- **Exercise**
All lines holding the word "ProcessRenewalRequest" should be located in the records and copied.

- **Recorded information**
···

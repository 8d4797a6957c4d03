//! Subscription lifecycle state machine.

use serde::{Deserialize, Serialize};

use crate::domain::foundation::StateMachine;

/// Lifecycle status of a subscription.
#[derive(Debug, Clone, Copy, PartialEq, Eq, Serialize, Deserialize)]
#[serde(rename_all = "snake_case")]
pub enum SubscriptionStatus {
    /// Billing normally; renewals advance the billing date.
    Active,

    /// Auto-pay disabled by the user; no renewals are attempted.
    Paused,

    /// A renewal charge failed; access continues until the grace deadline.
    GracePeriod,

    /// Cancelled immediately, no proration. Terminal.
    Cancelled,
}

impl StateMachine for SubscriptionStatus {
    fn can_transition_to(&self, target: &Self) -> bool {
        use SubscriptionStatus::*;
        matches!(
            (self, target),
            (Active, Paused)
                | (Active, GracePeriod)
                | (Active, Cancelled)
                | (Paused, Active)
                | (Paused, Cancelled)
                | (GracePeriod, Active)
                | (GracePeriod, Cancelled)
        )
    }

    fn valid_transitions(&self) -> Vec<Self> {
        use SubscriptionStatus::*;
        match self {
            Active => vec![Paused, GracePeriod, Cancelled],
            Paused => vec![Active, Cancelled],
            GracePeriod => vec![Active, Cancelled],
            Cancelled => vec![],
        }
    }
}

impl SubscriptionStatus {
    pub fn as_str(&self) -> &'static str {
        match self {
            SubscriptionStatus::Active => "active",
            SubscriptionStatus::Paused => "paused",
            SubscriptionStatus::GracePeriod => "grace_period",
            SubscriptionStatus::Cancelled => "cancelled",
        }
    }
}
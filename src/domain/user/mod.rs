//! User domain: accounts, credentials and learner preferences.

mod aggregate;
mod credentials;
mod errors;
mod preferences;

pub use aggregate::User;
pub use credentials::PasswordHash;
pub use errors::UserError;
pub use preferences::{
    EnglishLevel, LearningGoal, Preferences, SkillFocus, SpeakingPartner,
};
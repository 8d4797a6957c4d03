//! HTTP adapter for installment endpoints.

mod dto;
mod handlers;
mod routes;

pub use dto::{
    CreateInstallmentOrderRequest, CreateInstallmentPlanRequest, InstallmentOrderResponse,
    InstallmentPlanResponse, InstallmentPurchaseResponse, InstallmentResponse,
    PendingInstallmentsResponse, ProcessFirstInstallmentRequest, ProcessSecondInstallmentRequest,
};
pub use handlers::InstallmentHandlers;
pub use routes::installment_routes;
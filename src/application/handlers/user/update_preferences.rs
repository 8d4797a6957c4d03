//! UpdatePreferencesHandler - Command handler for learner preferences.

use std::sync::Arc;

use crate::domain::foundation::UserId;
use crate::domain::user::{
    EnglishLevel, LearningGoal, SkillFocus, SpeakingPartner, User, UserError,
};
use crate::ports::UserRepository;

/// One preference field update. Labels are parsed into the closed enums at
/// the HTTP boundary, so an unknown label never reaches this handler.
#[derive(Debug, Clone, PartialEq, Eq)]
pub enum PreferenceUpdate {
    EnglishLevel(EnglishLevel),
    LearningGoals(Vec<LearningGoal>),
    SkillsFocus(Vec<SkillFocus>),
    SpeakingPartner(SpeakingPartner),
}

/// Handler applying a preference update to the current user.
pub struct UpdatePreferencesHandler {
    users: Arc<dyn UserRepository>,
}

impl UpdatePreferencesHandler {
    pub fn new(users: Arc<dyn UserRepository>) -> Self {
        Self { users }
    }

    pub async fn handle(
        &self,
        user_id: UserId,
        update: PreferenceUpdate,
    ) -> Result<User, UserError> {
        let mut user = self
            .users
            .find_by_id(user_id)
            .await?
            .ok_or_else(|| UserError::not_found(user_id))?;

        let mut preferences = user.preferences.clone();
        match update {
            PreferenceUpdate::EnglishLevel(level) => preferences.english_level = Some(level),
            PreferenceUpdate::LearningGoals(goals) => preferences.learning_goals = goals,
            PreferenceUpdate::SkillsFocus(skills) => preferences.skills_focus = skills,
            PreferenceUpdate::SpeakingPartner(partner) => {
                preferences.speaking_partner = Some(partner)
            }
        }
        user.set_preferences(preferences);

        self.users.update(&user).await?;
        Ok(user)
    }
}

#[cfg(test)]
mod tests {
    use super::*;
    use crate::application::handlers::auth::test_support::MockUserRepository;

    fn user() -> User {
        User::register(
            "Asha".to_string(),
            "asha@example.com".to_string(),
            "+911234567890".to_string(),
            "correct horse",
        )
        .unwrap()
    }

    #[tokio::test]
    async fn update_replaces_only_the_named_field() {
        let u = user();
        let users = MockUserRepository::with_user(u.clone());
        let handler = UpdatePreferencesHandler::new(users.clone());

        handler
            .handle(u.id, PreferenceUpdate::EnglishLevel(EnglishLevel::Advanced))
            .await
            .unwrap();
        let updated = handler
            .handle(
                u.id,
                PreferenceUpdate::LearningGoals(vec![LearningGoal::Career, LearningGoal::Travel]),
            )
            .await
            .unwrap();

        assert_eq!(updated.preferences.english_level, Some(EnglishLevel::Advanced));
        assert_eq!(updated.preferences.learning_goals.len(), 2);
        assert!(updated.preferences.speaking_partner.is_none());
    }

    #[tokio::test]
    async fn unknown_user_is_not_found() {
        let handler = UpdatePreferencesHandler::new(Arc::new(MockUserRepository::new()));
        let result = handler
            .handle(
                UserId::new(),
                PreferenceUpdate::SpeakingPartner(SpeakingPartner::AnyTutor),
            )
            .await;
        assert!(matches!(result, Err(UserError::NotFound(_))));
    }
}
//! HTTP adapters - REST API implementations.
//!
//! Each domain module has its own HTTP adapter; the router module wires
//! them together under `/api` behind the session middleware.

pub mod auth;
pub mod demo;
pub mod error;
pub mod installment;
pub mod middleware;
pub mod payment;
pub mod plan;
pub mod router;
pub mod subscription;
pub mod user;

pub use router::{api_router, ApiHandlers};
//! Port to the external payment gateway.
//!
//! The gateway mints orders before collection, runs recurring billing for
//! auto-pay subscriptions, and signs completed payments. Signature
//! verification itself is domain logic
//! ([`crate::domain::payment::GatewaySignatureVerifier`]); this port covers
//! the outbound API calls.

use std::collections::HashMap;

use async_trait::async_trait;
use thiserror::Error;

use crate::domain::foundation::Money;

/// Request to mint a gateway order before collecting a charge.
#[derive(Debug, Clone, PartialEq, Eq)]
pub struct OrderRequest {
    /// Amount to collect.
    pub amount: Money,

    /// Merchant-side receipt reference.
    pub receipt: String,

    /// Free-form metadata echoed back by the gateway (installment number,
    /// installment count, plan id).
    pub notes: HashMap<String, String>,
}

/// Order minted by the gateway.
#[derive(Debug, Clone, PartialEq, Eq)]
pub struct GatewayOrder {
    /// Gateway-side order id, later signed together with the payment id.
    pub order_id: String,

    /// Amount the order will collect.
    pub amount: Money,
}

/// Errors from the gateway API.
#[derive(Debug, Clone, Error)]
pub enum GatewayError {
    /// The gateway could not be reached or timed out.
    #[error("payment gateway unreachable: {0}")]
    Unreachable(String),

    /// The gateway refused the request.
    #[error("payment gateway rejected the request: {0}")]
    Rejected(String),
}

/// Outbound payment gateway operations.
#[async_trait]
pub trait PaymentGateway: Send + Sync {
    /// Mints an order for a one-off charge.
    async fn create_order(&self, request: OrderRequest) -> Result<GatewayOrder, GatewayError>;

    /// Registers a recurring billing plan with the gateway.
    async fn create_plan(
        &self,
        name: &str,
        amount: Money,
        interval_months: u32,
    ) -> Result<String, GatewayError>;

    /// Starts a recurring subscription on a gateway plan.
    async fn create_subscription(&self, gateway_plan_id: &str) -> Result<String, GatewayError>;

    /// Stops a recurring subscription at the gateway.
    async fn cancel_subscription(
        &self,
        gateway_subscription_id: &str,
    ) -> Result<(), GatewayError>;
}
//! Subscription command handlers: lifecycle, auto-pay, renewals.

mod cancel_subscription;
mod create_subscription;
mod disable_auto_pay;
mod enable_auto_pay;
mod get_upcoming_renewals;
mod handle_failed_renewal;
mod process_renewal;

pub use cancel_subscription::CancelSubscriptionHandler;
pub use create_subscription::{CreateSubscriptionCommand, CreateSubscriptionHandler};
pub use disable_auto_pay::DisableAutoPayHandler;
pub use enable_auto_pay::EnableAutoPayHandler;
pub use get_upcoming_renewals::{GetUpcomingRenewalsHandler, GetUpcomingRenewalsQuery};
pub use handle_failed_renewal::{HandleFailedRenewalCommand, HandleFailedRenewalHandler};
pub use process_renewal::{ProcessRenewalCommand, ProcessRenewalHandler, ProcessRenewalResult};
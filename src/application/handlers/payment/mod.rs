//! One-shot payment handlers.

mod get_payment_status;
mod process_payment;

pub use get_payment_status::GetPaymentStatusHandler;
pub use process_payment::{
    ProcessPaymentCommand, ProcessPaymentHandler, ProcessPaymentResult,
};
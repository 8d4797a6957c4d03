//! GetPendingInstallmentsHandler - Query handler for due installments.

use std::sync::Arc;

use crate::domain::foundation::UserId;
use crate::domain::payment::PaymentError;
use crate::ports::{PaymentRepository, PendingInstallment};

/// Handler listing a user's unpaid installments, earliest due first.
pub struct GetPendingInstallmentsHandler {
    payments: Arc<dyn PaymentRepository>,
}

impl GetPendingInstallmentsHandler {
    pub fn new(payments: Arc<dyn PaymentRepository>) -> Self {
        Self { payments }
    }

    pub async fn handle(&self, user_id: UserId) -> Result<Vec<PendingInstallment>, PaymentError> {
        let pending = self.payments.list_pending_installments(user_id).await?;
        Ok(pending)
    }
}

#[cfg(test)]
mod tests {
    use super::*;
    use crate::application::handlers::test_support::{
        plan_with_installments, MockPaymentRepository,
    };
    use crate::domain::foundation::PaymentId;
    use crate::domain::payment::{Installment, Payment};
    use crate::ports::PaymentRepository as _;

    #[tokio::test]
    async fn lists_only_the_users_unpaid_installments() {
        let plan = plan_with_installments();
        let scheme = plan.installment_scheme.unwrap();
        let payments = MockPaymentRepository::new();
        payments.know_plan(&plan);

        let user_id = UserId::new();
        let payment = Payment::start_installments(
            PaymentId::new(),
            user_id,
            plan.id,
            plan.price,
            "order_1".to_string(),
        );
        let mut installments = Installment::schedule(payment.id, &scheme).to_vec();
        installments[0].mark_paid("pay_1".to_string()).unwrap();
        payments
            .insert_installment_purchase(&payment, &installments)
            .await
            .unwrap();

        // Another user's purchase must not leak in.
        let other = Payment::start_installments(
            PaymentId::new(),
            UserId::new(),
            plan.id,
            plan.price,
            "order_2".to_string(),
        );
        payments
            .insert_installment_purchase(&other, &Installment::schedule(other.id, &scheme))
            .await
            .unwrap();

        let handler = GetPendingInstallmentsHandler::new(payments);
        let pending = handler.handle(user_id).await.unwrap();

        assert_eq!(pending.len(), 1);
        assert_eq!(pending[0].installment.number, 2);
        assert_eq!(pending[0].plan_name, plan.name);
        assert_eq!(pending[0].payment.id, payment.id);
    }

    #[tokio::test]
    async fn empty_for_a_user_with_no_purchases() {
        let handler = GetPendingInstallmentsHandler::new(MockPaymentRepository::new());
        assert!(handler.handle(UserId::new()).await.unwrap().is_empty());
    }
}
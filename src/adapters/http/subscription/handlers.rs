//! HTTP handlers for subscription endpoints.
//!
//! The renewal and renewal-failed endpoints are driven by the payment
//! gateway's billing callbacks rather than a logged-in client, so they do
//! not require a session. Everything the user drives does.

use std::sync::Arc;

use axum::{
    extract::{Path, Query, State},
    http::StatusCode,
    response::{IntoResponse, Response},
    Json,
};

use crate::adapters::http::error::ApiError;
use crate::adapters::http::middleware::RequireSession;
use crate::application::handlers::subscription::{
    CancelSubscriptionHandler, CreateSubscriptionCommand, CreateSubscriptionHandler,
    DisableAutoPayHandler, EnableAutoPayHandler, GetUpcomingRenewalsHandler,
    GetUpcomingRenewalsQuery, HandleFailedRenewalCommand, HandleFailedRenewalHandler,
    ProcessRenewalCommand, ProcessRenewalHandler, ProcessRenewalResult,
};
use crate::domain::foundation::{PlanId, SubscriptionId};

use super::dto::{
    CreateSubscriptionRequest, ProcessRenewalRequest, RenewalFailedRequest, RenewalResponse,
    SubscriptionResponse, UpcomingRenewalResponse, UpcomingRenewalsQuery,
    UpcomingRenewalsResponse,
};

// ════════════════════════════════════════════════════════════════════════════
// Handler state
// ════════════════════════════════════════════════════════════════════════════

#[derive(Clone)]
pub struct SubscriptionHandlers {
    create_handler: Arc<CreateSubscriptionHandler>,
    enable_auto_pay_handler: Arc<EnableAutoPayHandler>,
    disable_auto_pay_handler: Arc<DisableAutoPayHandler>,
    cancel_handler: Arc<CancelSubscriptionHandler>,
    process_renewal_handler: Arc<ProcessRenewalHandler>,
    failed_renewal_handler: Arc<HandleFailedRenewalHandler>,
    upcoming_renewals_handler: Arc<GetUpcomingRenewalsHandler>,
}

impl SubscriptionHandlers {
    pub fn new(
        create_handler: Arc<CreateSubscriptionHandler>,
        enable_auto_pay_handler: Arc<EnableAutoPayHandler>,
        disable_auto_pay_handler: Arc<DisableAutoPayHandler>,
        cancel_handler: Arc<CancelSubscriptionHandler>,
        process_renewal_handler: Arc<ProcessRenewalHandler>,
        failed_renewal_handler: Arc<HandleFailedRenewalHandler>,
        upcoming_renewals_handler: Arc<GetUpcomingRenewalsHandler>,
    ) -> Self {
        Self {
            create_handler,
            enable_auto_pay_handler,
            disable_auto_pay_handler,
            cancel_handler,
            process_renewal_handler,
            failed_renewal_handler,
            upcoming_renewals_handler,
        }
    }
}

fn parse_subscription_id(raw: &str) -> Result<SubscriptionId, ApiError> {
    raw.parse::<SubscriptionId>()
        .map_err(|_| ApiError::bad_request("subscription id must be a UUID"))
}

// ════════════════════════════════════════════════════════════════════════════
// HTTP handlers
// ════════════════════════════════════════════════════════════════════════════

/// POST /api/subscriptions - Start a subscription
pub async fn create_subscription(
    State(handlers): State<SubscriptionHandlers>,
    RequireSession(session): RequireSession,
    Json(req): Json<CreateSubscriptionRequest>,
) -> Response {
    let plan_id = match req.plan_id.parse::<PlanId>() {
        Ok(id) => id,
        Err(_) => return ApiError::bad_request("plan_id must be a UUID").into_response(),
    };

    let cmd = CreateSubscriptionCommand {
        user_id: session.user_id,
        plan_id,
        enable_auto_pay: req.enable_auto_pay,
    };

    match handlers.create_handler.handle(cmd).await {
        Ok(subscription) => (
            StatusCode::CREATED,
            Json(SubscriptionResponse::from(subscription)),
        )
            .into_response(),
        Err(e) => ApiError::from(e).into_response(),
    }
}

/// POST /api/subscriptions/:id/auto-pay/enable
pub async fn enable_auto_pay(
    State(handlers): State<SubscriptionHandlers>,
    RequireSession(session): RequireSession,
    Path(id): Path<String>,
) -> Response {
    let subscription_id = match parse_subscription_id(&id) {
        Ok(id) => id,
        Err(e) => return e.into_response(),
    };

    match handlers
        .enable_auto_pay_handler
        .handle(subscription_id, session.user_id)
        .await
    {
        Ok(subscription) => {
            (StatusCode::OK, Json(SubscriptionResponse::from(subscription))).into_response()
        }
        Err(e) => ApiError::from(e).into_response(),
    }
}

/// POST /api/subscriptions/:id/auto-pay/disable
pub async fn disable_auto_pay(
    State(handlers): State<SubscriptionHandlers>,
    RequireSession(session): RequireSession,
    Path(id): Path<String>,
) -> Response {
    let subscription_id = match parse_subscription_id(&id) {
        Ok(id) => id,
        Err(e) => return e.into_response(),
    };

    match handlers
        .disable_auto_pay_handler
        .handle(subscription_id, session.user_id)
        .await
    {
        Ok(subscription) => {
            (StatusCode::OK, Json(SubscriptionResponse::from(subscription))).into_response()
        }
        Err(e) => ApiError::from(e).into_response(),
    }
}

/// POST /api/subscriptions/:id/cancel
pub async fn cancel_subscription(
    State(handlers): State<SubscriptionHandlers>,
    RequireSession(session): RequireSession,
    Path(id): Path<String>,
) -> Response {
    let subscription_id = match parse_subscription_id(&id) {
        Ok(id) => id,
        Err(e) => return e.into_response(),
    };

    match handlers
        .cancel_handler
        .handle(subscription_id, session.user_id)
        .await
    {
        Ok(subscription) => {
            (StatusCode::OK, Json(SubscriptionResponse::from(subscription))).into_response()
        }
        Err(e) => ApiError::from(e).into_response(),
    }
}

/// POST /api/subscriptions/:id/renewal - Gateway reports a settled renewal
pub async fn process_renewal(
    State(handlers): State<SubscriptionHandlers>,
    Path(id): Path<String>,
    Json(req): Json<ProcessRenewalRequest>,
) -> Response {
    let subscription_id = match parse_subscription_id(&id) {
        Ok(id) => id,
        Err(e) => return e.into_response(),
    };

    let cmd = ProcessRenewalCommand {
        subscription_id,
        gateway_payment_id: req.gateway_payment_id,
    };

    match handlers.process_renewal_handler.handle(cmd).await {
        Ok(ProcessRenewalResult::Renewed {
            subscription,
            payment,
        }) => (
            StatusCode::OK,
            Json(RenewalResponse {
                subscription: subscription.into(),
                payment: Some(payment.into()),
                already_processed: false,
            }),
        )
            .into_response(),
        Ok(ProcessRenewalResult::AlreadyProcessed(subscription)) => (
            StatusCode::OK,
            Json(RenewalResponse {
                subscription: subscription.into(),
                payment: None,
                already_processed: true,
            }),
        )
            .into_response(),
        Err(e) => ApiError::from(e).into_response(),
    }
}

/// POST /api/subscriptions/:id/renewal-failed - Gateway reports a failed charge
pub async fn renewal_failed(
    State(handlers): State<SubscriptionHandlers>,
    Path(id): Path<String>,
    Json(req): Json<RenewalFailedRequest>,
) -> Response {
    let subscription_id = match parse_subscription_id(&id) {
        Ok(id) => id,
        Err(e) => return e.into_response(),
    };

    let cmd = HandleFailedRenewalCommand {
        subscription_id,
        failure_reason: req.failure_reason,
    };

    match handlers.failed_renewal_handler.handle(cmd).await {
        Ok(subscription) => {
            (StatusCode::OK, Json(SubscriptionResponse::from(subscription))).into_response()
        }
        Err(e) => ApiError::from(e).into_response(),
    }
}

/// GET /api/subscriptions/upcoming-renewals - Subscriptions due for charging
pub async fn upcoming_renewals(
    State(handlers): State<SubscriptionHandlers>,
    Query(query): Query<UpcomingRenewalsQuery>,
) -> Response {
    let query = GetUpcomingRenewalsQuery {
        days_ahead: query.days_ahead,
    };

    match handlers.upcoming_renewals_handler.handle(query).await {
        Ok(subscriptions) => {
            let response = UpcomingRenewalsResponse {
                renewals: subscriptions
                    .into_iter()
                    .map(UpcomingRenewalResponse::from)
                    .collect(),
            };
            (StatusCode::OK, Json(response)).into_response()
        }
        Err(e) => ApiError::from(e).into_response(),
    }
}
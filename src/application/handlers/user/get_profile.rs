//! GetProfileHandler - Query handler for the current user's profile.

use std::sync::Arc;

use crate::domain::foundation::UserId;
use crate::domain::user::{User, UserError};
use crate::ports::UserRepository;

/// Handler returning the authenticated user's account and preferences.
pub struct GetProfileHandler {
    users: Arc<dyn UserRepository>,
}

impl GetProfileHandler {
    pub fn new(users: Arc<dyn UserRepository>) -> Self {
        Self { users }
    }

    pub async fn handle(&self, user_id: UserId) -> Result<User, UserError> {
        self.users
            .find_by_id(user_id)
            .await?
            .ok_or_else(|| UserError::not_found(user_id))
    }
}

#[cfg(test)]
mod tests {
    use super::*;
    use crate::application::handlers::auth::test_support::MockUserRepository;

    #[tokio::test]
    async fn returns_the_stored_profile() {
        let user = User::register(
            "Asha".to_string(),
            "asha@example.com".to_string(),
            "+911234567890".to_string(),
            "correct horse",
        )
        .unwrap();
        let handler = GetProfileHandler::new(MockUserRepository::with_user(user.clone()));

        let profile = handler.handle(user.id).await.unwrap();
        assert_eq!(profile.email, "asha@example.com");
    }

    #[tokio::test]
    async fn unknown_user_is_not_found() {
        let handler = GetProfileHandler::new(Arc::new(MockUserRepository::new()));
        assert!(matches!(
            handler.handle(UserId::new()).await,
            Err(UserError::NotFound(_))
        ));
    }
}
//! LogoutHandler - Command handler for ending a session.

use std::sync::Arc;

use crate::domain::foundation::SessionId;
use crate::domain::user::UserError;
use crate::ports::SessionRepository;

/// Handler for logout. Deleting an already-deleted session is a no-op.
pub struct LogoutHandler {
    sessions: Arc<dyn SessionRepository>,
}

impl LogoutHandler {
    pub fn new(sessions: Arc<dyn SessionRepository>) -> Self {
        Self { sessions }
    }

    pub async fn handle(&self, session_id: SessionId) -> Result<(), UserError> {
        self.sessions.delete(session_id).await?;
        tracing::info!(session_id = %session_id, "session ended");
        Ok(())
    }
}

···

- **Response to this exercise**
    CreateSubscriptionRequest, ProcessRenewalRequest, RenewalFailedRequest, RenewalResponse,
    Json(req): Json<ProcessRenewalRequest>,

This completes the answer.